Segundo Atlas da Violência de 2021, elaborado pelo Ipea (Instituto de Pesquisa Econômica Aplicada) – que utiliza como referência dados da PNS 2013 -, a população PcD sofreu quase um caso de violência por hora no Brasil em 2019 (7,6 mil casos no ano), sendo:
- A maioria deles na própria residência (58,5%)
- A maioria eram mulheres com qualquer tipo de deficiência
- 56,9% das vítimas possuíam alguma deficiência intelectual
Em cidades com forte presença do crime organizado, a realidade é ainda mais dramática. Nas regiões metropolitanas do Rio de Janeiro e Recife, os relatórios anuais de 2021 do instituto Fogo Cruzado registraram respectivamente 4.653 e 1.725 tiroteios. São 13 por dia na capital fluminense e 5 na pernambucana.
Somando apenas as duas cidades, o número de feridos por projéteis é de 1.514 em 2021. Um fato relevante é que o ano de 2021 teve as operações policiais limitadas pelas decisões do Supremo Tribunal Federal (STF) acerca da ADPF 635.
Números completamente contraditórios com o que preconiza os relatórios e a Convenção de Direitos das Pessoas com Deficiência citados acima.
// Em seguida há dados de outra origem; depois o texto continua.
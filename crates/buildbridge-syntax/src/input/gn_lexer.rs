//! GN tokens.
//!
//! Whitespace other than newlines and comments (`#` and `//`) never reach
//! the reader. Newlines are kept since they end a skipped statement.

use logos::Logos;
use std::ops::Range;

#[derive(Logos, Debug, Clone, Copy, PartialEq, Eq)]
#[logos(skip r"[ \t\r\f]+|#[^\n]*|//[^\n]*")]
pub(crate) enum Token {
    #[token("\n")]
    Newline,

    #[regex(r"[A-Za-z_][A-Za-z0-9_]*")]
    Ident,
    #[regex(r"[0-9]+")]
    Number,
    #[regex(r#""([^"\\\n]|\\[^\n])*""#)]
    Str,
    /// A string that reaches the end of its line without closing.
    #[regex(r#""([^"\\\n]|\\[^\n])*"#)]
    UnterminatedStr,

    #[token("(")]
    OpenRound,
    #[token(")")]
    CloseRound,
    #[token("[")]
    OpenSquare,
    #[token("]")]
    CloseSquare,
    #[token("{")]
    OpenCurly,
    #[token("}")]
    CloseCurly,
    #[token(",")]
    Comma,
    #[token(".")]
    Dot,

    #[token("=")]
    Equal,
    #[token("+=")]
    PlusEqual,
    #[token("-=")]
    MinusEqual,
    #[token("+")]
    Plus,
    #[token("-")]
    Minus,
    /// Comparison and boolean operators; only ever stepped over.
    #[regex(r"==|!=|<=|>=|&&|\|\||[<>!]")]
    Operator,

    /// Anything the lexer does not recognize.
    Unknown,
}

impl Token {
    /// The closing token for an opening bracket.
    pub(crate) fn closer(self) -> Option<Token> {
        match self {
            Token::OpenRound => Some(Token::CloseRound),
            Token::OpenSquare => Some(Token::CloseSquare),
            Token::OpenCurly => Some(Token::CloseCurly),
            _ => None,
        }
    }
}

/// A token and the bytes it covers.
#[derive(Debug, Clone, PartialEq, Eq)]
pub(crate) struct Lexeme {
    pub token: Token,
    pub span: Range<usize>,
}

/// Tokenize GN source. Unrecognized input becomes [`Token::Unknown`].
pub(crate) fn tokenize(source: &str) -> Vec<Lexeme> {
    let mut lexer = Token::lexer(source);
    let mut lexemes = Vec::new();
    while let Some(result) = lexer.next() {
        lexemes.push(Lexeme {
            token: result.unwrap_or(Token::Unknown),
            span: lexer.span(),
        });
    }
    lexemes
}
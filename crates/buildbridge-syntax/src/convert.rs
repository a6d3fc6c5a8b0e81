//! GN ↔ CMake conversion: one reader, one writer, per direction.

use crate::error::{ConversionError, ParseError};
use crate::input::{read_cmake, read_gn};
use crate::ir::Target;
use crate::output::{CmakeWriter, GnWriter, unknown_placeholder};
use serde::Serialize;
use std::collections::BTreeMap;
use std::fmt;
use std::path::Path;
use std::str::FromStr;

/// Which way to convert.
#[derive(Debug, Clone, Copy, PartialEq, Eq, Hash, Serialize)]
#[serde(rename_all = "kebab-case")]
pub enum Direction {
    GnToCmake,
    CmakeToGn,
}

impl Direction {
    pub fn source_language(self) -> &'static str {
        match self {
            Direction::GnToCmake => "gn",
            Direction::CmakeToGn => "cmake",
        }
    }

    pub fn target_language(self) -> &'static str {
        match self {
            Direction::GnToCmake => "cmake",
            Direction::CmakeToGn => "gn",
        }
    }

    /// Conventional name of the file this direction writes.
    pub fn output_file_name(self) -> &'static str {
        match self {
            Direction::GnToCmake => "CMakeLists.txt",
            Direction::CmakeToGn => "BUILD.gn",
        }
    }
}

impl FromStr for Direction {
    type Err = ConversionError;

    fn from_str(s: &str) -> Result<Self, Self::Err> {
        match s.to_ascii_lowercase().replace('_', "-").as_str() {
            "gn-to-cmake" => Ok(Direction::GnToCmake),
            "cmake-to-gn" => Ok(Direction::CmakeToGn),
            _ => Err(ConversionError::UnknownDirection(s.to_string())),
        }
    }
}

impl fmt::Display for Direction {
    fn fmt(&self, f: &mut fmt::Formatter<'_>) -> fmt::Result {
        match self {
            Direction::GnToCmake => f.write_str("gn-to-cmake"),
            Direction::CmakeToGn => f.write_str("cmake-to-gn"),
        }
    }
}

/// Include/exclude glob patterns on target names.
///
/// Exclude wins over include; an empty include list admits every name.
#[derive(Debug, Clone, Default)]
pub struct TargetFilter {
    include: Vec<glob::Pattern>,
    exclude: Vec<glob::Pattern>,
}

impl TargetFilter {
    pub fn new<I, E>(include: I, exclude: E) -> Result<Self, glob::PatternError>
    where
        I: IntoIterator,
        I::Item: AsRef<str>,
        E: IntoIterator,
        E::Item: AsRef<str>,
    {
        let compile = |p: &str| glob::Pattern::new(p);
        Ok(Self {
            include: include
                .into_iter()
                .map(|p| compile(p.as_ref()))
                .collect::<Result<_, _>>()?,
            exclude: exclude
                .into_iter()
                .map(|p| compile(p.as_ref()))
                .collect::<Result<_, _>>()?,
        })
    }

    pub fn from_patterns(include: Vec<glob::Pattern>, exclude: Vec<glob::Pattern>) -> Self {
        Self { include, exclude }
    }

    pub fn is_empty(&self) -> bool {
        self.include.is_empty() && self.exclude.is_empty()
    }

    pub fn matches(&self, name: &str) -> bool {
        if self.exclude.iter().any(|p| p.matches(name)) {
            return false;
        }
        self.include.is_empty() || self.include.iter().any(|p| p.matches(name))
    }
}

/// Knobs a caller may set around the fixed conversion behavior.
///
/// The default reproduces [`convert`] exactly.
#[derive(Debug, Clone)]
pub struct ConvertOptions {
    pub cmake_minimum_version: String,
    pub project_name: String,
    pub c_standard: Option<String>,
    pub cxx_standard: Option<String>,
    pub filter: TargetFilter,
    /// GN label → CMake name, matched exactly. Inverted for CMake → GN.
    pub external_mapping: BTreeMap<String, String>,
}

impl Default for ConvertOptions {
    fn default() -> Self {
        Self {
            cmake_minimum_version: "3.20".to_string(),
            project_name: "gn_conversion".to_string(),
            c_standard: None,
            cxx_standard: None,
            filter: TargetFilter::default(),
            external_mapping: BTreeMap::new(),
        }
    }
}

impl ConvertOptions {
    /// File-level CMake statements that precede every target.
    fn cmake_preamble(&self) -> Vec<String> {
        let mut lines = vec![
            format!("cmake_minimum_required(VERSION {})", self.cmake_minimum_version),
            format!("project({})", self.project_name),
        ];
        if let Some(std) = &self.c_standard {
            lines.push(format!("set(CMAKE_C_STANDARD {std})"));
        }
        if let Some(std) = &self.cxx_standard {
            lines.push(format!("set(CMAKE_CXX_STANDARD {std})"));
        }
        lines
    }

    fn mapping_for(&self, direction: Direction) -> BTreeMap<&str, &str> {
        let pairs = self.external_mapping.iter();
        match direction {
            Direction::GnToCmake => pairs.map(|(k, v)| (k.as_str(), v.as_str())).collect(),
            Direction::CmakeToGn => pairs.map(|(k, v)| (v.as_str(), k.as_str())).collect(),
        }
    }
}

/// Result of a conversion, with everything the readers had to skip.
#[derive(Debug, Clone, Serialize)]
pub struct Conversion {
    pub output: String,
    /// Targets as written, after filtering and label remapping.
    pub targets: Vec<Target>,
    pub diagnostics: Vec<ParseError>,
}

/// Convert `text` with default options.
pub fn convert(text: &str, direction: Direction) -> String {
    convert_with(text, direction, &ConvertOptions::default())
}

pub fn convert_with(text: &str, direction: Direction, options: &ConvertOptions) -> String {
    convert_report(text, direction, options).output
}

/// Convert with the direction given by name, e.g. `"gn-to-cmake"`.
pub fn convert_str(text: &str, direction: &str) -> Result<String, ConversionError> {
    Ok(convert(text, direction.parse()?))
}

/// Read `input`, convert it, and write the result to `output`.
pub fn convert_file(
    input: &Path,
    output: &Path,
    direction: Direction,
    options: &ConvertOptions,
) -> Result<Conversion, ConversionError> {
    let text = std::fs::read_to_string(input).map_err(|source| ConversionError::Read {
        path: input.to_path_buf(),
        source,
    })?;
    let conversion = convert_report(&text, direction, options);
    std::fs::write(output, &conversion.output).map_err(|source| ConversionError::Write {
        path: output.to_path_buf(),
        source,
    })?;
    Ok(conversion)
}

pub fn convert_report(text: &str, direction: Direction, options: &ConvertOptions) -> Conversion {
    let parsed = match direction {
        Direction::GnToCmake => read_gn(text),
        Direction::CmakeToGn => read_cmake(text),
    };
    let mapping = options.mapping_for(direction);

    let mut blocks = match direction {
        Direction::GnToCmake => options.cmake_preamble(),
        Direction::CmakeToGn => Vec::new(),
    };
    let mut targets = Vec::with_capacity(parsed.targets.len());
    for mut target in parsed.targets {
        if !options.filter.matches(&target.name) {
            tracing::debug!(name = %target.name, "filtered out");
            continue;
        }
        if !mapping.is_empty() {
            target.map_deps(|dep| mapping.get(dep).copied().unwrap_or(dep).to_string());
        }
        blocks.push(write_target(&target, direction));
        targets.push(target);
    }

    Conversion {
        output: blocks.join("\n\n"),
        targets,
        diagnostics: parsed.diagnostics,
    }
}

fn write_target(target: &Target, direction: Direction) -> String {
    if let Err(err) = target.check() {
        tracing::warn!(name = %target.name, error = %err, "emitting placeholder");
        return unknown_placeholder(&target.name);
    }
    match direction {
        Direction::GnToCmake => {
            if target.kind.is_lossy_in_cmake() {
                tracing::warn!(
                    name = %target.name,
                    kind = %target.kind,
                    "no CMake equivalent; emitting a flagged custom target"
                );
            }
            CmakeWriter::emit(target)
        }
        Direction::CmakeToGn => GnWriter::emit(target),
    }
}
Especialmente para o estado de “paz”.
Conheça exemplos de história de brasileiros com deficiência que inspiram:
“Sucesso e Inspiração! Conheça a historia de Isabella Savaget”
“Pai com deficiência: conheça a historia de Sergio Nardini”
“[História de Sucesso] Hilda de Araújo Domingos”
Quem procurar ou como ajudar?
Diante de uma realidade tão avassaladora, na paz e na guerra, com problemas tão estruturais. A distância do nosso potencial de ação ou resposta imediatos, enquanto sociedade, nos faz experienciar o quão paralisante as limitações são.
No entanto, urge a possibilidade de transformar a limitação em movimento. Em caso de violência contra pessoas com deficiência denuncie através do canal de denúncia Disque 100 (Disque Direitos Humanos).
E, se puder, ajude a evacuação da população PcD ainda na região de conflito na Ucrânia doando através da ONG Fight for Right.